Abnormal mentation as observed in this study was an associated factor with Klebsiella bacteremia which may also be common in any bacteremia and might be due to compromised perfusion or systemic response to Klebsiella bacteremia which is consistent with other studies with any bacteremia [22].

The main limitation is the retrospective nature of the study which involves a small number of samples that limited the power of the study and subsequently limited the generalisability of the study results. Another limitation is the lack of specification of Klebsiella species into . pneumoniae and K. oxytoca.

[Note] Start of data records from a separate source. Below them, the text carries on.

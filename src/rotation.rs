//! Log file rotation and retention
//!
//! `RotationManager` owns the *decisions*: when the active file must be
//! replaced (`should_rotate` is a pure predicate over its arguments) and how
//! the on-disk set is pruned (`cleanup_old_files`). The audit writer owns the
//! actual file handle and calls in here before every write.
//!
//! Files are named `<prefix>-YYYY-MM-DD.log`, one per UTC calendar day;
//! retention may gzip non-current files to `<prefix>-YYYY-MM-DD.log.gz`.

use crate::error::{Result, VigilError};
use chrono::NaiveDate;
use std::fs::{self, File, OpenOptions};
use std::io::{BufWriter, Write};
use std::path::{Path, PathBuf};

/// Retention policy for rotated log files
#[derive(Debug, Clone)]
pub struct RetentionPolicy {
    /// Rotate the active file once it reaches this many bytes
    pub max_file_size: u64,

    /// Keep at most this many files (0 = unlimited)
    pub max_files: usize,

    /// Delete files older than this many days (0 = never)
    pub max_age_days: u32,

    /// Gzip non-current files during cleanup
    pub compress_old: bool,
}

impl Default for RetentionPolicy {
    fn default() -> Self {
        Self {
            max_file_size: 10 * 1024 * 1024,
            max_files: 30,
            max_age_days: 90,
            compress_old: true,
        }
    }
}

impl RetentionPolicy {
    /// Validate policy values, failing fast on nonsense
    pub fn validate(&self) -> Result<()> {
        if self.max_file_size == 0 {
            return Err(VigilError::Config(
                "max_file_size must be greater than zero".to_string(),
            ));
        }
        Ok(())
    }
}

/// Why a rotation was triggered
#[derive(Debug, Clone, Copy, PartialEq, Eq)]
pub enum RotateReason {
    /// No file is currently open
    NoActiveFile,
    /// The active file reached `max_file_size`
    SizeExceeded,
    /// The UTC calendar day changed since the file was opened
    DateChanged,
}

impl std::fmt::Display for RotateReason {
    fn fmt(&self, f: &mut std::fmt::Formatter<'_>) -> std::fmt::Result {
        let s = match self {
            RotateReason::NoActiveFile => "no active file",
            RotateReason::SizeExceeded => "size limit reached",
            RotateReason::DateChanged => "calendar day changed",
        };
        f.write_str(s)
    }
}

/// The open, append-only log file owned by the audit writer
#[derive(Debug)]
pub struct ActiveLogFile {
    writer: BufWriter<File>,
    path: PathBuf,
    date: NaiveDate,
    size: u64,
}

impl ActiveLogFile {
    /// Append one serialized record plus a trailing newline
    pub fn write_record(&mut self, record: &[u8]) -> std::io::Result<()> {
        self.writer.write_all(record)?;
        self.writer.write_all(b"\n")?;
        self.size += record.len() as u64 + 1;
        Ok(())
    }

    /// Flush buffered records to the OS
    pub fn flush(&mut self) -> std::io::Result<()> {
        self.writer.flush()
    }

    pub fn path(&self) -> &Path {
        &self.path
    }

    pub fn date(&self) -> NaiveDate {
        self.date
    }

    /// Current size in bytes, including buffered records
    pub fn size(&self) -> u64 {
        self.size
    }
}

/// Counts from one retention pass
#[derive(Debug, Clone, Copy, Default, PartialEq, Eq)]
pub struct CleanupStats {
    pub deleted_by_age: usize,
    pub deleted_by_count: usize,
    pub compressed: usize,
}

/// Rotation and retention decisions for a directory of dated log files
#[derive(Debug)]
pub struct RotationManager {
    dir: PathBuf,
    prefix: String,
    policy: RetentionPolicy,
}

impl RotationManager {
    /// Create a manager, validating the policy and creating the directory
    ///
    /// Directory creation failure is fatal — the service must not start
    /// without a writable log location.
    pub fn new(
        dir: impl Into<PathBuf>,
        prefix: impl Into<String>,
        policy: RetentionPolicy,
    ) -> Result<Self> {
        policy.validate()?;
        let dir = dir.into();
        fs::create_dir_all(&dir).map_err(|e| {
            VigilError::Io(format!(
                "Failed to create log directory {}: {}",
                dir.display(),
                e
            ))
        })?;

        if policy.max_files == 0 && policy.max_age_days == 0 {
            tracing::warn!(
                dir = %dir.display(),
                "Log retention disabled (max_files=0, max_age_days=0): files are never cleaned up"
            );
        }

        Ok(Self {
            dir,
            prefix: prefix.into(),
            policy,
        })
    }

    pub fn dir(&self) -> &Path {
        &self.dir
    }

    pub fn policy(&self) -> &RetentionPolicy {
        &self.policy
    }

    /// File name for a given day
    pub fn file_name_for(&self, date: NaiveDate) -> String {
        format!("{}-{}.log", self.prefix, date.format("%Y-%m-%d"))
    }

    /// Full path for a given day
    pub fn path_for(&self, date: NaiveDate) -> PathBuf {
        self.dir.join(self.file_name_for(date))
    }

    /// Decide whether the active file must be replaced
    ///
    /// Pure over its arguments: with an unchanged file and the same `today`,
    /// repeated calls return the same answer.
    pub fn should_rotate(
        &self,
        current: Option<&ActiveLogFile>,
        today: NaiveDate,
    ) -> Option<RotateReason> {
        let current = match current {
            Some(f) => f,
            None => return Some(RotateReason::NoActiveFile),
        };
        if current.size() >= self.policy.max_file_size {
            return Some(RotateReason::SizeExceeded);
        }
        if current.date() != today {
            return Some(RotateReason::DateChanged);
        }
        None
    }

    /// Open (append) the dated file for `today`
    pub fn open_for(&self, today: NaiveDate) -> Result<ActiveLogFile> {
        let path = self.path_for(today);
        let file = OpenOptions::new()
            .create(true)
            .append(true)
            .open(&path)
            .map_err(|e| {
                VigilError::Io(format!("Failed to open log file {}: {}", path.display(), e))
            })?;
        let size = file
            .metadata()
            .map(|m| m.len())
            .map_err(|e| {
                VigilError::Io(format!("Failed to stat log file {}: {}", path.display(), e))
            })?;

        Ok(ActiveLogFile {
            writer: BufWriter::new(file),
            path,
            date: today,
            size,
        })
    }

    /// Close the current file, prune old files, open the new dated file
    ///
    /// A size-triggered rotation lands on the same calendar day, so the full
    /// file is renamed aside to `<prefix>-<date>.N.log` (smallest free N)
    /// before the dated path is reopened. Cleanup and compression failures
    /// are diagnostic-only; only the open of the replacement file can fail
    /// the rotation.
    pub fn rotate(
        &self,
        current: Option<ActiveLogFile>,
        today: NaiveDate,
    ) -> Result<ActiveLogFile> {
        if let Some(mut file) = current {
            if let Err(e) = file.flush() {
                tracing::warn!(path = %file.path().display(), error = %e, "Flush before rotation failed");
            }
            if file.path() == self.path_for(today) {
                let aside = self.next_sequence_path(today);
                if let Err(e) = fs::rename(file.path(), &aside) {
                    // Keep appending to the oversized file rather than lose it
                    tracing::warn!(
                        path = %file.path().display(),
                        error = %e,
                        "Failed to set aside full log file"
                    );
                }
            }
            // Handle closes on drop
        }

        match self.cleanup_old_files() {
            Ok(stats) if stats != CleanupStats::default() => {
                tracing::info!(
                    deleted_by_age = stats.deleted_by_age,
                    deleted_by_count = stats.deleted_by_count,
                    compressed = stats.compressed,
                    "Log retention pass completed"
                );
            }
            Ok(_) => {}
            Err(e) => {
                tracing::warn!(error = %e, "Log retention pass failed, continuing");
            }
        }

        self.open_for(today)
    }

    /// Enforce the retention policy over the log directory
    ///
    /// Order: (1) delete files older than `max_age_days`; (2) oldest-first
    /// deletion until at most `max_files` remain; (3) best-effort gzip of
    /// remaining non-current plain files.
    pub fn cleanup_old_files(&self) -> Result<CleanupStats> {
        let mut stats = CleanupStats::default();
        let today = chrono::Utc::now().date_naive();
        let mut files = self.list_log_files()?;

        if self.policy.max_age_days > 0 {
            let cutoff = today - chrono::Duration::days(i64::from(self.policy.max_age_days));
            files.retain(|(path, date)| {
                if *date < cutoff {
                    match fs::remove_file(path) {
                        Ok(()) => {
                            tracing::debug!(path = %path.display(), "Deleted expired log file");
                            stats.deleted_by_age += 1;
                        }
                        Err(e) => {
                            tracing::warn!(path = %path.display(), error = %e, "Failed to delete expired log file");
                        }
                    }
                    false
                } else {
                    true
                }
            });
        }

        if self.policy.max_files > 0 && files.len() > self.policy.max_files {
            files.sort_by_key(|(_, date)| *date);
            let excess = files.len() - self.policy.max_files;
            for (path, _) in files.drain(..excess) {
                match fs::remove_file(&path) {
                    Ok(()) => {
                        tracing::debug!(path = %path.display(), "Deleted log file over count limit");
                        stats.deleted_by_count += 1;
                    }
                    Err(e) => {
                        tracing::warn!(path = %path.display(), error = %e, "Failed to delete log file over count limit");
                    }
                }
            }
        }

        if self.policy.compress_old {
            for (path, date) in &files {
                if *date == today {
                    continue;
                }
                if path.extension().and_then(|e| e.to_str()) == Some("gz") {
                    continue;
                }
                match compress_file(path) {
                    Ok(()) => stats.compressed += 1,
                    Err(e) => {
                        tracing::warn!(path = %path.display(), error = %e, "Log compression failed, file kept uncompressed");
                    }
                }
            }
        }

        Ok(stats)
    }

    /// List `<prefix>-<date>.log[.gz]` files in the directory with their dates
    fn list_log_files(&self) -> Result<Vec<(PathBuf, NaiveDate)>> {
        let entries = fs::read_dir(&self.dir).map_err(|e| {
            VigilError::Io(format!(
                "Failed to read log directory {}: {}",
                self.dir.display(),
                e
            ))
        })?;

        let mut files = Vec::new();
        for entry in entries.flatten() {
            let path = entry.path();
            if !path.is_file() {
                continue;
            }
            let name = match path.file_name().and_then(|n| n.to_str()) {
                Some(n) => n,
                None => continue,
            };
            if let Some(date) = self.parse_file_date(name) {
                files.push((path, date));
            }
        }
        Ok(files)
    }

    /// First free `<prefix>-<date>.N.log` path for a set-aside full file
    fn next_sequence_path(&self, date: NaiveDate) -> PathBuf {
        let mut n = 1u32;
        loop {
            let candidate = self
                .dir
                .join(format!("{}-{}.{}.log", self.prefix, date.format("%Y-%m-%d"), n));
            let compressed = PathBuf::from(format!("{}.gz", candidate.display()));
            if !candidate.exists() && !compressed.exists() {
                return candidate;
            }
            n += 1;
        }
    }

    /// Extract the date segment from a managed file name
    ///
    /// Accepts both the active form `<prefix>-<date>.log[.gz]` and set-aside
    /// full files `<prefix>-<date>.N.log[.gz]`.
    fn parse_file_date(&self, name: &str) -> Option<NaiveDate> {
        let rest = name.strip_prefix(&self.prefix)?.strip_prefix('-')?;
        let rest = rest
            .strip_suffix(".log.gz")
            .or_else(|| rest.strip_suffix(".log"))?;
        let date_part = rest.split('.').next()?;
        if let Some(seq) = rest.strip_prefix(date_part).and_then(|s| s.strip_prefix('.')) {
            seq.parse::<u32>().ok()?;
        }
        NaiveDate::parse_from_str(date_part, "%Y-%m-%d").ok()
    }
}

/// Gzip `path` to `path.gz` and remove the original
fn compress_file(path: &Path) -> std::io::Result<()> {
    use flate2::write::GzEncoder;
    use flate2::Compression;

    let mut input = File::open(path)?;
    let gz_path = PathBuf::from(format!("{}.gz", path.display()));
    let output = File::create(&gz_path)?;
    let mut encoder = GzEncoder::new(output, Compression::default());
    std::io::copy(&mut input, &mut encoder)?;
    encoder.finish()?;
    fs::remove_file(path)?;
    tracing::debug!(path = %gz_path.display(), "Compressed rotated log file");
    Ok(())
}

In conclusion, the prevalence of Klebsiella bacteremia in diarrheal children was less than 1%. Diarrheal children under five with Klebsiella bacteremia had greater case fatality rate compared to those without bacteremia. The study highlights the importance of obtaining blood cultures in hospitalized children under five years old with diarrheal illness in the presence of either infancy, abnormal mentation, severe wasting, severe dehydration, hospital-acquired infection, or positive stool culture, although hospital-acquired infection and positive stool culture were identified as the independent risk factors for Klebsiella bacteremia in our study population. Awareness and identification of these simple clinical characteristics may help in early case detection and management of Klebsiella bacteremia and therefore help in reducing deaths in such children from developing countries. However, further research in diarrheal children with Klebsiella bacteremia with larger sample is warranted to substantiate our observation.

Disclosure

The funders had no role in study design, data collection and analysis, decision to publish, or preparation of the paper.

Competing Interests

The authors declare that they have no competing interests.

Acknowledgments

This research was funded by core donors which provide unrestricted support to icddr,b for its operations and research. Current donors providing unrestricted support include Government of the People’s Republic of Bangladesh; Global Affairs Canada (GAC); Swedish International Development Cooperation Agency (Sida), and the Department for International Development (UK Aid). The authors gratefully acknowledge these donors for their support and commitment to icddr,b’s research efforts. They would like to express their sincere thanks to all physicians, clinical fellows, nurses, members of the feeding team and cleaners of the hospital, and SHEBA team for their invaluable support and contribution for patient care and data collection.